Ruy não escreve biografia de pessoas vivas e explica suas razões. Deixa claro que não há fonte menos confiável sobre si mesmo do que um ficcionista. Além disso, conta casos de biografias que foram engavetadas ou se envolveram em polêmicas, expõe o biografado ideal (no caso, a celebridade com problemas, sejam familiares, profissionais ou conjugais), explica que se a história não tiver valor universal, o trabalho não progride, não caminha, entre outras dicas valiosas para biógrafos de primeira viagem.
O biografado deve ser alguém que se admire ou deteste? O que se busca: informações que possam ser verificadas e ampliadas? Ele também avisa de forma taxativa: nunca escreva o livro antes de terminar a apuração dos dados (só falta marcar em negrito: a apuração é tudo!) e ainda desmembra essa parte em um valioso recado: quanto mais importante a fonte, mais tempo deve levar para procurá-la.
Ao fim o que você, nobre aspirante ao mundo das biografias, deve procurar é concisão + clareza + a verdade (mas com charme e humor de sobra). E mais umas regras básicas de sobrevivência: 1) o biógrafo deve ser uma parede de vidro entre o leitor e o biografado; 2) Ele não pode penetrar nos pensamentos de alguém; e 3) tudo o que for importante deve ser relatado. Não deixe nada de fora.

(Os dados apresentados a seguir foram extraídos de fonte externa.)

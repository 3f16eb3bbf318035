//! Demo service
//!
//! A minimal service showing a route-level middleware and a form upload.

use axum::{
    extract::{Request, State},
    http::HeaderValue,
    middleware::{self, Next},
    response::{Json, Response},
    routing::get,
    Router,
};
use serde_json::{json, Value};
use tracing::info;

use crate::backend::error::BackendError;
use crate::backend::middleware::Payload;
use crate::backend::server::state::AppState;
use crate::backend::services::Service;
use crate::backend::upload::image_up;

pub const DEMO_HEADER: &str = "x-coredevs-demo";

pub struct DemoService;

impl Service for DemoService {
    fn name(&self) -> &str {
        "demo"
    }

    fn routes(&self, _state: &AppState) -> Router<AppState> {
        Router::new().route(
            "/demo",
            get(demo_get)
                .route_layer(middleware::from_fn(demo_middleware))
                .post(demo_post),
        )
    }
}

/// Tags responses so clients can see the middleware ran
pub async fn demo_middleware(request: Request, next: Next) -> Response {
    let mut response = next.run(request).await;
    response
        .headers_mut()
        .insert(DEMO_HEADER, HeaderValue::from_static("passed"));
    response
}

pub async fn demo_get() -> Json<Value> {
    Json(json!({ "message": "Demo service is up" }))
}

/// POST /demo: echoes the payload, storing `image` when one was uploaded
pub async fn demo_post(
    State(state): State<AppState>,
    Payload(mut body): Payload,
) -> Result<Json<Value>, BackendError> {
    let link = body.get("image").and_then(Value::as_str).map(str::to_string);
    let settings = &state.settings;
    if let Some(image) = image_up(&settings.uploads_dir(), &settings.images_dir(), link.as_deref()).await? {
        info!(image = %image, "Demo image saved");
        body.insert("image".to_string(), Value::String(image));
    }
    Ok(Json(Value::Object(body)))
}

Quando termino o volume (que, confesso, poderia ser maior se ele quisesse, e tenho certeza que o público interessado no tema agradeceria) me lembro de uma frase que ele diz em determinado momento do exemplar: "ninguém escreve bem; alguns reescrevem bem". Ela é a síntese da mensagem proposta aqui. Não é à toa que continuo fã de Ruy Castro até hoje, ainda à espera de seus próximos trabalhos. Ele é das melhores coisas que o nosso mercado editorial publica há tempos. E aqui está mais do que explicado o porquê. Grande obra! Quase um tutorial para interessados em seguir por essa carreira ou curiosos de plantão (como eu, claro!).